Names like Scott Hahn and Robert Fastiggi are going to mean nothing to Orthodox readers, but they will send Steubenville hearts aflutter for those in the know. Still, I think this topic deserves an approachable English-language title for those interested. We tend to know what "we" believe about something, but how many of us know about what the Lutherans or Anglicans formulated? One can easily say "Heretics will be heretics so why should I care," (I write this to forestall such a comment) but it is important to not only know what we believe and why but where others went and how they got there.

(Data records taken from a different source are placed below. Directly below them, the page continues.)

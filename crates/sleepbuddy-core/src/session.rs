use chrono::{Duration, NaiveDateTime};
use serde::{Deserialize, Serialize};

/// One tracked sleep interval.
///
/// While live, only `start_time` is set. `finish` fills the rest and the
/// session is handed to the history store as an immutable [`SleepRecord`].
#[derive(Debug, Clone, PartialEq, Serialize, Deserialize)]
pub struct SleepSession {
    pub start_time: NaiveDateTime,
    #[serde(default)]
    pub end_time: Option<NaiveDateTime>,
    #[serde(default)]
    pub duration_minutes: Option<i64>,
    #[serde(default)]
    pub goal_met: bool,
}

impl SleepSession {
    pub fn live(start_time: NaiveDateTime) -> Self {
        Self {
            start_time,
            end_time: None,
            duration_minutes: None,
            goal_met: false,
        }
    }

    /// Whole minutes between start and `end`, never negative.
    pub fn minutes_until(&self, end: NaiveDateTime) -> i64 {
        (end - self.start_time).num_minutes().max(0)
    }

    pub fn finish(mut self, end_time: NaiveDateTime, goal_met: bool) -> Self {
        self.duration_minutes = Some(self.minutes_until(end_time));
        self.end_time = Some(end_time);
        self.goal_met = goal_met;
        self
    }

    pub fn is_live(&self) -> bool {
        self.end_time.is_none()
    }

    pub fn duration(&self) -> Option<Duration> {
        self.duration_minutes.map(Duration::minutes)
    }

    /// Fractional hours slept, derived from whole minutes.
    pub fn duration_hours(&self) -> Option<f32> {
        self.duration_minutes.map(|m| m as f32 / 60.0)
    }
}

/// A finalized session as stored in the history log, with the streak value
/// ending at this session.
#[derive(Debug, Clone, PartialEq, Serialize, Deserialize)]
pub struct SleepRecord {
    pub id: i64,
    pub session: SleepSession,
    pub streak: u32,
}

#[cfg(test)]
mod tests {
    use super::*;
    use chrono::NaiveDate;

    fn at(d: u32, h: u32, m: u32) -> NaiveDateTime {
        NaiveDate::from_ymd_opt(2024, 3, d)
            .unwrap()
            .and_hms_opt(h, m, 0)
            .unwrap()
    }

    #[test]
    fn finish_sets_duration_and_end() {
        let session = SleepSession::live(at(1, 21, 50)).finish(at(2, 6, 0), true);
        assert_eq!(session.end_time, Some(at(2, 6, 0)));
        assert_eq!(session.duration_minutes, Some(8 * 60 + 10));
        assert!(session.goal_met);
        assert!(!session.is_live());
    }

    #[test]
    fn clock_going_backwards_yields_zero_minutes() {
        let session = SleepSession::live(at(2, 6, 0));
        assert_eq!(session.minutes_until(at(1, 23, 0)), 0);
    }
}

That's a good way to furrow a path back to orthodoxy. It is certainly superior to a condescending chuckle and a "Tell me how that works out for you."
(NLM) - We have just received word about a new book which looks very interesting on the history of Transubstantiation as a theological concept, The Secret History of Transubstantiation: Pulling Back The Veil On The Eucharist, by Fr Christiaan Kappes, the academic dean at Ss Cyril and Methodius Byzantine Seminary in Pittsburgh, Pennsylvania, and Mr William Albrecht, author of the apologetics website Patristic Pillars. The book has been endorsed by His Eminence Joseph Cardinal Zen, Dr Scott Hahn and Dr Robert Fastiggi.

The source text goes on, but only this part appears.